Now the French 125 battalions and 243 squadrons faced 102 battalions and 232 squadrons on the
Allied side. Despite much posturing for nearly two weeks, the French decided little could be achieved
and withdrew, leaving Lille to fall.


Our "what if" battle assumed the French arrived earlier on the 4th September and attacked, with an
urgent request being sent to Eugene at first sight of the enemy.


Chas and Si played the dastardly French (I can't say Si's heart was in it) and myself and Nick took the
Allies.


Our forward line was anchored on two hamlets and a fortified village, which were garrisoned by infantry.

The main Allied body deployed from the table edge and moved to cover the gaps round the built up
areas.


Both side's artillery were soon firing and the Allied infantry in the houses were soon glad of the hard
cover. With few Allied guns available to reply, the casualty count was in favour of the French.


French infantry now joined in with musket fire and a Dutch Guard battalion was starting to suffer.
With everyone but Chas agreeing that cavalry couldn't hope to take on fresh infantry, Chas decided to
throw the manual out of the window and charge the British infantry under Nick with cavalry. Slowly
but surely a full cavalry brigade was fed into the meat grinder, blown away by squadron and
consigned to the casualty roster.

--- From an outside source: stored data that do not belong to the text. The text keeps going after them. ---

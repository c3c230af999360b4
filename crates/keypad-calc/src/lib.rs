//! Keypad Calculator - an input-driven calculator engine
//!
//! The engine models a desk calculator with memory, scientific functions and
//! a power key. It is driven one keypad event at a time and always has a
//! two-line display to show: the accumulated expression and the operand
//! being typed. Errors never escape; they appear as `Error` on the display.
//!
//! # Example
//!
//! ```rust
//! use keypad_calc::prelude::*;
//!
//! let mut session = Session::new(RecordingSink::new());
//! session.feed_script("12 * 3 =").unwrap();
//! assert_eq!(session.display().current_input, "36");
//!
//! // A second operator replaces the first, dropping the operand between them
//! session.feed_script("C 2 + 3 * 4 =").unwrap();
//! assert_eq!(session.display().current_input, "8");
//!
//! // Power: base, pow, exponent, then `=`
//! session.feed_script("C 2 pow 10 =").unwrap();
//! assert_eq!(session.display().current_input, "1024");
//! ```

#![cfg_attr(
    test,
    allow(
        clippy::unwrap_used,
        clippy::expect_used,
        clippy::panic,
        clippy::float_cmp
    )
)]
#![deny(missing_docs)]
#![deny(missing_debug_implementations)]

pub mod core;
pub mod driver;
pub mod engine;
pub mod input;

/// Prelude for convenient imports
pub mod prelude {
    pub use crate::core::evaluator::Evaluator;
    pub use crate::core::number::{format_number, parse_float};
    pub use crate::core::parser::{AstNode, Parser, Token, Tokenizer};
    pub use crate::core::{CalcError, CalcResult, Function, Operation};
    pub use crate::driver::{DisplaySink, RecordingSink, Session};
    pub use crate::engine::{Display, Engine, Mode, Outcome, ERROR_MARKER};
    pub use crate::input::{InputEvent, MemoryCommand};
}

#[cfg(test)]
mod tests {
    use super::prelude::*;

    #[test]
    fn test_prelude_imports() {
        let eval = Evaluator::new();
        assert_eq!(eval.evaluate_str("2 + 3").unwrap(), 5.0);
    }

    #[test]
    fn test_parser_direct() {
        let ast = Parser::parse_str("1 + 2 * 3").unwrap();
        assert_eq!(Evaluator::new().evaluate(&ast).unwrap(), 7.0);
    }

    #[test]
    fn test_error_handling() {
        let eval = Evaluator::new();
        assert!(matches!(
            eval.evaluate_str("1 / 0"),
            Err(CalcError::DivisionByZero)
        ));
        assert!(matches!(
            eval.evaluate_str(""),
            Err(CalcError::EmptyExpression)
        ));
        assert!(matches!(
            eval.evaluate_str("1 + * 2"),
            Err(CalcError::ParseError(_))
        ));
    }

    #[test]
    fn test_engine_through_events() {
        let mut engine = Engine::new();
        for token in ["9", "sqrt", "M+", "C", "MR"] {
            engine.handle(InputEvent::from_token(token).unwrap());
        }
        assert_eq!(engine.display().current_input, "3");
        assert_eq!(engine.memory(), 3.0);
    }

    #[test]
    fn test_error_marker_on_display() {
        let mut session = Session::new(RecordingSink::new());
        session.feed_script("5 / 0 =").unwrap();
        assert!(session.display().is_error());
        assert_eq!(session.display().current_input, ERROR_MARKER);
        assert_eq!(format_number(parse_float("1e+21").unwrap()), "1e+21");
    }
}
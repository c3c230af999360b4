//! The calculator engine: an input-driven state machine
//!
//! Every keypad event becomes one method call that runs to completion. The
//! engine keeps text, not numbers, for the operand being typed and for the
//! accumulated left-hand side, because that is what the display shows and
//! what the user edits. Numbers only appear when a function, memory key or
//! `=` needs one.
//!
//! Errors never escape. Anything undefined puts [`ERROR_MARKER`] on the
//! display, clears the expression and leaves the engine ready for the next
//! key.

use crate::core::evaluator::Evaluator;
use crate::core::functions::{power, Function};
use crate::core::number::{format_number, parse_float};
use crate::core::Operation;
use crate::input::{InputEvent, MemoryCommand};
use serde::{Deserialize, Serialize};
use tracing::{debug, trace};

/// Text shown in place of a result when an operation is undefined
pub const ERROR_MARKER: &str = "Error";

/// Initial and cleared value of the operand buffer
const ZERO: &str = "0";

/// Whether the engine is chaining operators or waiting for an exponent
#[derive(Debug, Clone, PartialEq, Eq, Default, Serialize, Deserialize)]
pub enum Mode {
    /// Ordinary operand and operator entry
    #[default]
    Normal,
    /// `power` was pressed; digits now build the exponent for `base`
    PowerPending {
        /// Operand text captured when power mode was entered
        base: String,
    },
}

/// Whether an operation changed what the display should show
#[derive(Debug, Clone, Copy, PartialEq, Eq)]
pub enum Outcome {
    /// The display must be redrawn
    Refresh,
    /// Nothing visible changed
    Unchanged,
}

impl Outcome {
    /// Returns true if the display must be redrawn
    #[must_use]
    pub const fn needs_refresh(self) -> bool {
        matches!(self, Self::Refresh)
    }
}

/// The two strings handed to a display
#[derive(Debug, Clone, PartialEq, Eq, Serialize, Deserialize)]
pub struct Display {
    /// Accumulated left-hand side, verbatim
    pub expression: String,
    /// Operand being typed or last result; never empty
    pub current_input: String,
}

impl Display {
    /// Returns true if the operand line shows the error marker
    #[must_use]
    pub fn is_error(&self) -> bool {
        self.current_input == ERROR_MARKER
    }
}

/// Calculator engine state
#[derive(Debug, Clone)]
pub struct Engine {
    current_input: String,
    expression: String,
    memory: f64,
    last_result: Option<f64>,
    mode: Mode,
    evaluator: Evaluator,
}

impl Default for Engine {
    fn default() -> Self {
        Self::new()
    }
}

impl Engine {
    /// Creates an engine showing `0` with empty memory
    #[must_use]
    pub fn new() -> Self {
        Self {
            current_input: ZERO.to_string(),
            expression: String::new(),
            memory: 0.0,
            last_result: None,
            mode: Mode::Normal,
            evaluator: Evaluator::new(),
        }
    }

    // ===== Accessors =====

    /// The operand buffer (may be empty right after an operator)
    #[must_use]
    pub fn current_input(&self) -> &str {
        &self.current_input
    }

    /// The accumulated expression
    #[must_use]
    pub fn expression(&self) -> &str {
        &self.expression
    }

    /// The memory register
    #[must_use]
    pub fn memory(&self) -> f64 {
        self.memory
    }

    /// The last result produced by `=`
    #[must_use]
    pub fn last_result(&self) -> Option<f64> {
        self.last_result
    }

    /// The current mode
    #[must_use]
    pub fn mode(&self) -> &Mode {
        &self.mode
    }

    /// Returns true while waiting for an exponent
    #[must_use]
    pub fn is_power_pending(&self) -> bool {
        matches!(self.mode, Mode::PowerPending { .. })
    }

    /// What a display should show right now
    #[must_use]
    pub fn display(&self) -> Display {
        let current_input = if self.current_input.is_empty() {
            ZERO.to_string()
        } else {
            self.current_input.clone()
        };
        Display {
            expression: self.expression.clone(),
            current_input,
        }
    }

    // ===== Event dispatch =====

    /// Routes one input event to its operation
    pub fn handle(&mut self, event: InputEvent) -> Outcome {
        trace!(?event, mode = ?self.mode, "handling input event");
        match event {
            InputEvent::Digit(d) => self.input_digit(d),
            InputEvent::Decimal => self.input_decimal(),
            InputEvent::Sign => self.input_sign(),
            InputEvent::Operator(op) => self.input_operator(op),
            InputEvent::Function(f) => self.apply_function(f),
            InputEvent::Memory(cmd) => self.memory_command(cmd),
            InputEvent::Equals => self.evaluate(),
            InputEvent::Clear => self.clear_all(),
            InputEvent::ClearEntry => self.clear_entry(),
            InputEvent::Backspace => self.backspace(),
        }
    }

    // ===== Operand entry =====

    /// Appends a digit to the operand (or exponent) buffer.
    ///
    /// A lone `0` is replaced rather than extended. Values above 9 are ignored.
    pub fn input_digit(&mut self, digit: u8) -> Outcome {
        let Some(ch) = char::from_digit(u32::from(digit), 10) else {
            return Outcome::Unchanged;
        };
        self.reset_error_marker();
        if self.current_input == ZERO {
            self.current_input = ch.to_string();
        } else {
            self.current_input.push(ch);
        }
        Outcome::Refresh
    }

    /// Appends a decimal point unless the buffer already has one
    pub fn input_decimal(&mut self) -> Outcome {
        self.reset_error_marker();
        if self.current_input.contains('.') {
            return Outcome::Unchanged;
        }
        self.current_input.push('.');
        Outcome::Refresh
    }

    /// Toggles a leading minus on the operand (or exponent) buffer.
    ///
    /// `0` and the error marker have no sign to toggle. An empty buffer
    /// becomes `-`, starting a negative operand.
    pub fn input_sign(&mut self) -> Outcome {
        if let Some(unsigned) = self.current_input.strip_prefix('-') {
            self.current_input = unsigned.to_string();
        } else if !matches!(self.current_input.as_str(), ZERO | ERROR_MARKER) {
            self.current_input.insert(0, '-');
        } else {
            return Outcome::Unchanged;
        }
        Outcome::Refresh
    }

    /// Removes the last character, falling back to `0`
    pub fn backspace(&mut self) -> Outcome {
        if self.current_input == ERROR_MARKER {
            self.current_input = ZERO.to_string();
            return Outcome::Refresh;
        }
        self.current_input.pop();
        if self.current_input.is_empty() {
            self.current_input = ZERO.to_string();
        }
        Outcome::Refresh
    }

    fn reset_error_marker(&mut self) {
        if self.current_input == ERROR_MARKER {
            self.current_input = ZERO.to_string();
        }
    }

    // ===== Operators =====

    /// Commits the operand and operator to the expression.
    ///
    /// When the expression already ends in an operator, the new one replaces
    /// it and the operand buffer is dropped. While an exponent is pending,
    /// the operator instead commits the power and is itself discarded.
    pub fn input_operator(&mut self, op: Operation) -> Outcome {
        if self.is_power_pending() {
            return self.commit_power(false);
        }

        if self.expression.ends_with(Operation::is_operator_char) {
            if !self.current_input.is_empty() {
                trace!(dropped = %self.current_input, "operator replaced, operand discarded");
            }
            self.expression.pop();
        } else {
            self.expression.push_str(&self.current_input);
        }
        self.expression.push(op.symbol());
        self.current_input.clear();
        Outcome::Refresh
    }

    // ===== Functions =====

    /// Applies a function key to the operand.
    ///
    /// Silently ignored when the operand is not numeric. `power` captures the
    /// operand as the base and waits for an exponent.
    pub fn apply_function(&mut self, function: Function) -> Outcome {
        let Some(x) = parse_float(&self.current_input) else {
            trace!(%function, input = %self.current_input, "function ignored: operand is not numeric");
            return Outcome::Unchanged;
        };

        match function.apply(x) {
            None if self.is_power_pending() => Outcome::Unchanged,
            None => {
                let base = std::mem::take(&mut self.current_input);
                debug!(%base, "entering power mode");
                self.mode = Mode::PowerPending { base };
                Outcome::Refresh
            }
            Some(Ok(value)) => {
                self.current_input = format_number(value);
                self.expression.clear();
                Outcome::Refresh
            }
            Some(Err(err)) => {
                debug!(%err, "function rejected operand");
                self.show_error()
            }
        }
    }

    /// Computes `base ^ exponent` and returns to normal mode.
    ///
    /// Waits (no-op) while the exponent is still empty. An unparsable base
    /// or exponent abandons the whole entry.
    fn commit_power(&mut self, record_result: bool) -> Outcome {
        let Mode::PowerPending { base } = &self.mode else {
            return Outcome::Unchanged;
        };
        if self.current_input.is_empty() {
            return Outcome::Unchanged;
        }

        let (Some(b), Some(e)) = (parse_float(base), parse_float(&self.current_input)) else {
            debug!(%base, exponent = %self.current_input, "power operands not numeric, clearing");
            return self.clear_all();
        };

        let result = power(b, e);
        debug!(base = b, exponent = e, result, "power committed");
        self.current_input = format_number(result);
        self.expression.clear();
        self.mode = Mode::Normal;
        if record_result {
            self.last_result = Some(result);
        }
        Outcome::Refresh
    }

    // ===== Evaluation =====

    /// The `=` key
    pub fn evaluate(&mut self) -> Outcome {
        if self.is_power_pending() {
            return self.commit_power(true);
        }

        if self.expression.is_empty() && self.current_input.is_empty() {
            self.current_input = ZERO.to_string();
            return Outcome::Refresh;
        }

        let statement = format!("{}{}", self.expression, self.current_input);
        match self.evaluator.evaluate_statement(&statement) {
            Ok(value) => {
                debug!(%statement, value, "evaluated");
                self.last_result = Some(value);
                self.current_input = format_number(value);
                self.expression.clear();
                Outcome::Refresh
            }
            Err(err) => {
                debug!(%statement, %err, "evaluation failed");
                self.show_error()
            }
        }
    }

    fn show_error(&mut self) -> Outcome {
        self.current_input = ERROR_MARKER.to_string();
        self.expression.clear();
        Outcome::Refresh
    }

    // ===== Memory =====

    /// Dispatches a memory key
    pub fn memory_command(&mut self, command: MemoryCommand) -> Outcome {
        match command {
            MemoryCommand::Clear => self.memory_clear(),
            MemoryCommand::Recall => self.memory_recall(),
            MemoryCommand::Add => self.memory_add(),
            MemoryCommand::Subtract => self.memory_subtract(),
        }
    }

    /// Zeroes the memory register
    pub fn memory_clear(&mut self) -> Outcome {
        self.memory = 0.0;
        Outcome::Unchanged
    }

    /// Puts the memory register on the display
    pub fn memory_recall(&mut self) -> Outcome {
        self.current_input = format_number(self.memory);
        Outcome::Refresh
    }

    /// Adds the operand to memory, if it is numeric
    pub fn memory_add(&mut self) -> Outcome {
        if let Some(x) = parse_float(&self.current_input) {
            self.memory += x;
        }
        Outcome::Unchanged
    }

    /// Subtracts the operand from memory, if it is numeric
    pub fn memory_subtract(&mut self) -> Outcome {
        if let Some(x) = parse_float(&self.current_input) {
            self.memory -= x;
        }
        Outcome::Unchanged
    }

    // ===== Clearing =====

    /// Abandons all entry, including a pending power. Memory survives.
    pub fn clear_all(&mut self) -> Outcome {
        self.current_input = ZERO.to_string();
        self.expression.clear();
        self.mode = Mode::Normal;
        Outcome::Refresh
    }

    /// Resets only the operand buffer
    pub fn clear_entry(&mut self) -> Outcome {
        self.current_input = ZERO.to_string();
        Outcome::Refresh
    }
}
pub mod config;
pub mod crawler;
pub mod error;
pub mod filter;
pub mod graph;
pub mod loader;
pub mod result;
pub mod tokenize;

pub use config::CrawlConfig;
pub use crawler::{Crawler, ProgressCallback};
pub use error::CrawlError;
pub use graph::LinkGraph;
pub use loader::{HttpLoader, Page, PageLoader};
pub use result::{CrawlOutcome, PageRecord};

It looked like everyone else was right.


Undaunted, Chas charged one of the hamlets, bounced, charged again, routed and moved up a fresh
battalion. Rinse and repeat. You get the idea.


Meanwhile, with Eugene's newly arrived battalions moving up, the Dutch Guard battalion was given a Form" order, put into column of march and looked to get the hell out of Dodge. At this point I saw Si had turned over a "Form" order for the mounted dragoons facing my Dutch Guard. I thought, "He's a bloody mind reader. He is going to form a column to avoid the rough terrain and charge me in the
rear. " Seconds later I realised I had over-thought the situation and breathed a sigh of relief as the
dragoons dismounted to fire on me.


I pulled my cavalry off table, to let Eugene's infantry through.


Now the French charged the large village in the centre, got blown away, went back to shooting and
decided this wasn't much fun either.


With Eugene's men moving into the built up areas, the French conceded and withdrew.


Looks like Vandome and Berwick knew what they were about all those years ago.

Many thanks to Si and Nick for playing in a style that befits gentlemen and to Chas for putting it all
together.

As a first try of version 3 of "Beneath the Lily Banners", things went well, but then I have always liked those rules in their previous incarnations too.

Nice to see all the toys on the table.